▶ _Provided material_

###

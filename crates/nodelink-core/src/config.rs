//! Connection configuration
//!
//! Configuration arrives as a JSON-shaped map (the same keys a cluster
//! client passes per node): `host`, `port`, `connectionParams` and `auth`.

use std::fmt;
use serde::{Deserialize, Serialize};
use serde_json::Value;
use url::Url;
use crate::transport::TransportOptions;
use crate::Result;

/// Port used when the configuration does not name one
pub const DEFAULT_PORT: u16 = 9200;

/// Authentication scheme requested for a node
#[derive(Debug, Clone, Copy, PartialEq, Eq, Hash, Serialize, Deserialize)]
pub enum AuthScheme {
    Basic,
    Digest,
    #[serde(rename = "NTLM", alias = "Ntlm")]
    Ntlm,
    Any,
}

impl AuthScheme {
    /// Value of the `http_auth` transport option for this scheme
    pub fn as_option(&self) -> &'static str {
        match self {
            AuthScheme::Basic => "basic",
            AuthScheme::Digest => "digest",
            AuthScheme::Ntlm => "ntlm",
            AuthScheme::Any => "any",
        }
    }

    /// Inverse of [`as_option`](Self::as_option)
    pub fn from_option(value: &str) -> Option<Self> {
        match value.to_lowercase().as_str() {
            "basic" => Some(AuthScheme::Basic),
            "digest" => Some(AuthScheme::Digest),
            "ntlm" => Some(AuthScheme::Ntlm),
            "any" => Some(AuthScheme::Any),
            _ => None,
        }
    }
}

/// `[username, password, scheme]` credential tuple
#[derive(Clone, PartialEq, Eq, Serialize, Deserialize)]
#[serde(from = "(String, String, AuthScheme)", into = "(String, String, AuthScheme)")]
pub struct Credentials {
    pub username: String,
    pub password: String,
    pub scheme: AuthScheme,
}

impl Credentials {
    pub fn new(username: impl Into<String>, password: impl Into<String>, scheme: AuthScheme) -> Self {
        Self {
            username: username.into(),
            password: password.into(),
            scheme,
        }
    }

    /// `username:password`
    pub fn user_pwd(&self) -> String {
        format!("{}:{}", self.username, self.password)
    }
}

impl From<(String, String, AuthScheme)> for Credentials {
    fn from((username, password, scheme): (String, String, AuthScheme)) -> Self {
        Self { username, password, scheme }
    }
}

impl From<Credentials> for (String, String, AuthScheme) {
    fn from(credentials: Credentials) -> Self {
        (credentials.username, credentials.password, credentials.scheme)
    }
}

impl fmt::Debug for Credentials {
    fn fmt(&self, f: &mut fmt::Formatter<'_>) -> fmt::Result {
        f.debug_struct("Credentials")
            .field("username", &self.username)
            .field("password", &"<redacted>")
            .field("scheme", &self.scheme)
            .finish()
    }
}

/// Configuration of a single node connection
#[derive(Debug, Clone, PartialEq, Serialize, Deserialize)]
pub struct ConnectionConfig {
    pub host: String,
    #[serde(default)]
    pub port: Option<u16>,
    /// Low-level transport overrides merged into every request
    #[serde(default, alias = "connectionParams")]
    pub connection_params: TransportOptions,
    #[serde(default)]
    pub auth: Option<Credentials>,
}

impl ConnectionConfig {
    pub fn new(host: impl Into<String>) -> Self {
        Self {
            host: host.into(),
            port: None,
            connection_params: TransportOptions::new(),
            auth: None,
        }
    }

    pub fn with_port(mut self, port: u16) -> Self {
        self.port = Some(port);
        self
    }

    pub fn with_connection_params(mut self, params: TransportOptions) -> Self {
        self.connection_params = params;
        self
    }

    pub fn with_auth(mut self, credentials: Credentials) -> Self {
        self.auth = Some(credentials);
        self
    }

    /// Parse a JSON-shaped configuration map
    pub fn from_value(value: Value) -> Result<Self> {
        let map = value.as_object().ok_or_else(|| crate::Error::Configuration {
            message: "Connection configuration must be a map".to_string(),
            source: None,
        })?;

        if !map.contains_key("host") {
            return Err(crate::Error::MissingConfigKey {
                key: "host".to_string(),
            });
        }

        serde_json::from_value(value).map_err(|e| crate::Error::Configuration {
            message: format!("Invalid connection configuration: {}", e),
            source: Some(anyhow::Error::from(e)),
        })
    }

    /// Configured port, or [`DEFAULT_PORT`]
    pub fn resolved_port(&self) -> u16 {
        self.port.unwrap_or(DEFAULT_PORT)
    }

    /// Host name without scheme or trailing slash
    pub fn host_name(&self) -> &str {
        let host = self
            .host
            .split_once("://")
            .map(|(_, rest)| rest)
            .unwrap_or(&self.host);
        host.trim_end_matches('/')
    }

    /// Scheme given in `host`, `http` when none
    pub fn scheme(&self) -> &str {
        self.host
            .split_once("://")
            .map(|(scheme, _)| scheme)
            .unwrap_or("http")
    }

    /// `scheme://host:port`, validated
    pub fn base_url(&self) -> Result<String> {
        if self.host_name().is_empty() {
            return Err(crate::Error::Configuration {
                message: "Host must not be empty".to_string(),
                source: None,
            });
        }

        if self.host_name().contains(['/', '?', '#']) {
            return Err(crate::Error::Configuration {
                message: format!("Host must not carry a path, query or fragment: {}", self.host),
                source: None,
            });
        }

        let base = format!("{}://{}:{}", self.scheme(), self.host_name(), self.resolved_port());
        let parsed = Url::parse(&base).map_err(|e| crate::Error::Configuration {
            message: format!("Invalid node address: {}", base),
            source: Some(anyhow::Error::from(e)),
        })?;
        if parsed.path() != "/" || parsed.query().is_some() || parsed.fragment().is_some() {
            return Err(crate::Error::Configuration {
                message: format!("Invalid node address: {}", base),
                source: None,
            });
        }
        Ok(base)
    }
}

#[cfg(test)]
mod tests {
    use super::*;
    use crate::transport::{OptionKey, OptionValue};
    use serde_json::json;

    #[test]
    fn test_from_value_full() {
        let config = ConnectionConfig::from_value(json!({
            "host": "search-1.internal",
            "port": 9201,
            "connectionParams": { "timeout_ms": 3000 },
            "auth": ["u", "p", "Digest"]
        }))
        .unwrap();

        assert_eq!(config.host, "search-1.internal");
        assert_eq!(config.resolved_port(), 9201);
        assert_eq!(config.connection_params.get(OptionKey::TimeoutMs), Some(&OptionValue::Number(3000)));
        assert_eq!(config.auth, Some(Credentials::new("u", "p", AuthScheme::Digest)));
    }

    #[test]
    fn test_default_port() {
        let config = ConnectionConfig::from_value(json!({ "host": "localhost" })).unwrap();
        assert_eq!(config.port, None);
        assert_eq!(config.resolved_port(), DEFAULT_PORT);
        assert_eq!(config.base_url().unwrap(), "http://localhost:9200");
    }

    #[test]
    fn test_missing_host() {
        let err = ConnectionConfig::from_value(json!({ "port": 9200 })).unwrap_err();
        assert!(matches!(err, crate::Error::MissingConfigKey { ref key } if key == "host"));
    }

    #[test]
    fn test_not_a_map() {
        let err = ConnectionConfig::from_value(json!(["localhost"])).unwrap_err();
        assert!(matches!(err, crate::Error::Configuration { .. }));
    }

    #[test]
    fn test_unknown_scheme_rejected() {
        let err = ConnectionConfig::from_value(json!({
            "host": "localhost",
            "auth": ["u", "p", "Kerberos"]
        }))
        .unwrap_err();
        assert!(matches!(err, crate::Error::Configuration { .. }));
    }

    #[test]
    fn test_ntlm_spellings() {
        let upper: Credentials = serde_json::from_value(json!(["u", "p", "NTLM"])).unwrap();
        let mixed: Credentials = serde_json::from_value(json!(["u", "p", "Ntlm"])).unwrap();
        assert_eq!(upper.scheme, AuthScheme::Ntlm);
        assert_eq!(mixed.scheme, AuthScheme::Ntlm);
    }

    #[test]
    fn test_base_url_keeps_scheme() {
        let config = ConnectionConfig::new("https://secure.example/").with_port(443);
        assert_eq!(config.host_name(), "secure.example");
        assert_eq!(config.base_url().unwrap(), "https://secure.example:443");
    }

    #[test]
    fn test_empty_host_rejected() {
        assert!(ConnectionConfig::new("").base_url().is_err());
    }

    #[test]
    fn test_host_with_path_rejected() {
        for host in ["localhost/es", "http://localhost/es", "localhost?pretty", "localhost#top"] {
            let err = ConnectionConfig::new(host).base_url().unwrap_err();
            assert!(matches!(err, crate::Error::Configuration { .. }), "{} was accepted", host);
        }
    }

    #[test]
    fn test_credentials_debug_redacts_password() {
        let credentials = Credentials::new("admin", "hunter2", AuthScheme::Basic);
        let rendered = format!("{:?}", credentials);
        assert!(rendered.contains("admin"));
        assert!(!rendered.contains("hunter2"));
    }

    #[test]
    fn test_scheme_option_round_trip() {
        for scheme in [AuthScheme::Basic, AuthScheme::Digest, AuthScheme::Ntlm, AuthScheme::Any] {
            assert_eq!(AuthScheme::from_option(scheme.as_option()), Some(scheme));
        }
    }
}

###

▶ _What needs to be done_
Copy out each line of the listing that holds the string "message".

▶ _Response area_
            message: "Connection configuration must be a map".to_string(),
            message: format!("Invalid connection configuration: {}", e),
                message: "Host must not be empty".to_string(),
                message: format!("Host must not carry a path, query or fragment: {}", self.host),
            message: format!("Invalid node address: {}", base),
                message: format!("Invalid node address: {}", base),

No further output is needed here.